In der letzten Sitzung des Gemeinderats vor der Weihnachtspause haben auch wir Freien Wähler wie CDU und FDP, „nein“ gesagt zu einer neuen halben Stelle für die Verwaltung der zentralen Wohnungsvermittlung. Wir sehen hierfür nicht die Notwendigkeit, direkt neues Personal einzustellen, wenn der Bedarf und die Aufgaben noch gar nicht genau geklärt sind. Das Konzept der Verwaltung zur privaten Wohnungsvermittlung ist gut, das bekräftigten wir auch nochmals deutlich in der Sitzung.
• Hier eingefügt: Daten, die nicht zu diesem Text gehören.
//! In-memory job registry: the single owner of live `Job` state (§9 design
//! note: break the `Job <-> Segment <-> Worker` reference cycle by having
//! workers hold only `job_id` + segment index and resolve through here
//! rather than an `Arc<Mutex<Job>>` threaded through every layer).

use crate::error::{DlmError, Result};
use crate::model::{Job, JobId, JobStatus, Segment};
use std::collections::HashMap;
use std::sync::RwLock;

/// Owns every in-memory `Job`. `Brain` is the only writer of job-level
/// fields (status, segments); workers report outcomes back by `job_id` and
/// segment index instead of holding a reference into a job.
#[derive(Default)]
pub struct Registry {
    jobs: RwLock<HashMap<JobId, Job>>,
}

impl Registry {
    pub fn new() -> Self {
        Self::default()
    }

    pub fn insert(&self, job: Job) {
        self.jobs.write().unwrap().insert(job.id.clone(), job);
    }

    pub fn remove(&self, job_id: &JobId) -> Option<Job> {
        self.jobs.write().unwrap().remove(job_id)
    }

    pub fn get_clone(&self, job_id: &JobId) -> Option<Job> {
        self.jobs.read().unwrap().get(job_id).cloned()
    }

    pub fn contains(&self, job_id: &JobId) -> bool {
        self.jobs.read().unwrap().contains_key(job_id)
    }

    pub fn all_ids(&self) -> Vec<JobId> {
        self.jobs.read().unwrap().keys().cloned().collect()
    }

    pub fn list(&self) -> Vec<Job> {
        self.jobs.read().unwrap().values().cloned().collect()
    }

    pub fn set_status(&self, job_id: &JobId, status: JobStatus) -> Result<JobStatus> {
        let mut jobs = self.jobs.write().unwrap();
        let job = jobs
            .get_mut(job_id)
            .ok_or_else(|| DlmError::Internal(format!("unknown job {job_id}")))?;
        let old = crate::job::transition(&mut job.status, status)
            .map_err(|e| DlmError::Internal(e.to_string()))?;
        Ok(old)
    }

    /// Applies a segment outcome (new bytes_written/state/attempts) by index,
    /// without handing the caller a live reference into the job.
    pub fn update_segment<F>(&self, job_id: &JobId, index: usize, f: F) -> Result<()>
    where
        F: FnOnce(&mut Segment),
    {
        let mut jobs = self.jobs.write().unwrap();
        let job = jobs
            .get_mut(job_id)
            .ok_or_else(|| DlmError::Internal(format!("unknown job {job_id}")))?;
        let seg = job
            .segments
            .get_mut(index)
            .ok_or_else(|| DlmError::Internal(format!("unknown segment {index} for job {job_id}")))?;
        f(seg);
        job.downloaded_bytes = job.downloaded_from_segments();
        job.updated_at = std::time::SystemTime::now();
        Ok(())
    }

    pub fn mutate<F, R>(&self, job_id: &JobId, f: F) -> Result<R>
    where
        F: FnOnce(&mut Job) -> R,
    {
        let mut jobs = self.jobs.write().unwrap();
        let job = jobs
            .get_mut(job_id)
            .ok_or_else(|| DlmError::Internal(format!("unknown job {job_id}")))?;
        Ok(f(job))
    }
}

#[cfg(test)]
mod tests {
    use super::*;
    use crate::model::SegmentState;
    use std::collections::HashMap as Map;
    use std::path::PathBuf;
    use std::time::SystemTime;

    fn blank_job(id: &str) -> Job {
        Job {
            id: id.into(),
            schema_version: 1,
            url: "https://example.com/f".into(),
            referer: None,
            headers: Map::new(),
            proxy: None,
            cookies: Map::new(),
            total_size: Some(100),
            resumable: true,
            effective_url: "https://example.com/f".into(),
            server_filename: None,
            content_type: None,
            etag: None,
            last_modified: None,
            final_path: PathBuf::from("/tmp/f"),
            temp_dir: PathBuf::from("/tmp/.f.dlm"),
            max_connections: 4,
            segment_size_hint: 1 << 20,
            speed_limit_bytes: None,
            status: JobStatus::Queued,
            downloaded_bytes: 0,
            rate_ewma_bps: 0.0,
            last_error: None,
            created_at: SystemTime::now(),
            updated_at: SystemTime::now(),
            segments: vec![Segment::new_range(0, 0, 100)],
            media: None,
            child_job_ids: vec![],
            readmission_count: 0,
            readmission_window_start: None,
        }
    }

    #[test]
    fn insert_get_remove_round_trip() {
        let reg = Registry::new();
        reg.insert(blank_job("j1"));
        assert!(reg.contains(&"j1".to_string()));
        assert_eq!(reg.get_clone(&"j1".to_string()).unwrap().status, JobStatus::Queued);
        reg.remove(&"j1".to_string());
        assert!(!reg.contains(&"j1".to_string()));
    }

    #[test]
    fn set_status_runs_through_the_transition_table() {
        let reg = Registry::new();
        reg.insert(blank_job("j1"));
        let old = reg.set_status(&"j1".to_string(), JobStatus::Running).unwrap();
        assert_eq!(old, JobStatus::Queued);
        assert_eq!(reg.get_clone(&"j1".to_string()).unwrap().status, JobStatus::Running);
    }

    #[test]
    fn set_status_rejects_illegal_transition() {
        let reg = Registry::new();
        reg.insert(blank_job("j1"));
        assert!(reg.set_status(&"j1".to_string(), JobStatus::Completed).is_err());
        assert_eq!(reg.get_clone(&"j1".to_string()).unwrap().status, JobStatus::Queued);
    }

    #[test]
    fn update_segment_recomputes_downloaded_bytes() {
        let reg = Registry::new();
        reg.insert(blank_job("j1"));
        reg.update_segment(&"j1".to_string(), 0, |seg| {
            seg.bytes_written = 100;
            seg.state = SegmentState::Done;
        })
        .unwrap();
        assert_eq!(reg.get_clone(&"j1".to_string()).unwrap().downloaded_bytes, 100);
    }
}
Allerdings können wir nicht verstehen, warum wegen der Nichtgenehmigung neuen Personals, dann das ganze Konzept vom Tisch gewischt wurde und der schwarze Peter nun den „Neinsagern“ im Gemeinderat zugeschoben wird. Wie die CDU sehen auch wir freie Personalkapazitäten im Kulturamt und in der Wirtschaftsförderung. Diese Personalkapazitäten könnten vorübergehend für die zusätzlichen Aufgaben der Wohnungssuche und Wohnungsvermittlung  im Bauamt zur Verfügung gestellt werden. Die neuen Stellen sehen wir eher bei der neu zu gründenden städtischen Wohnungsbaugesellschaft.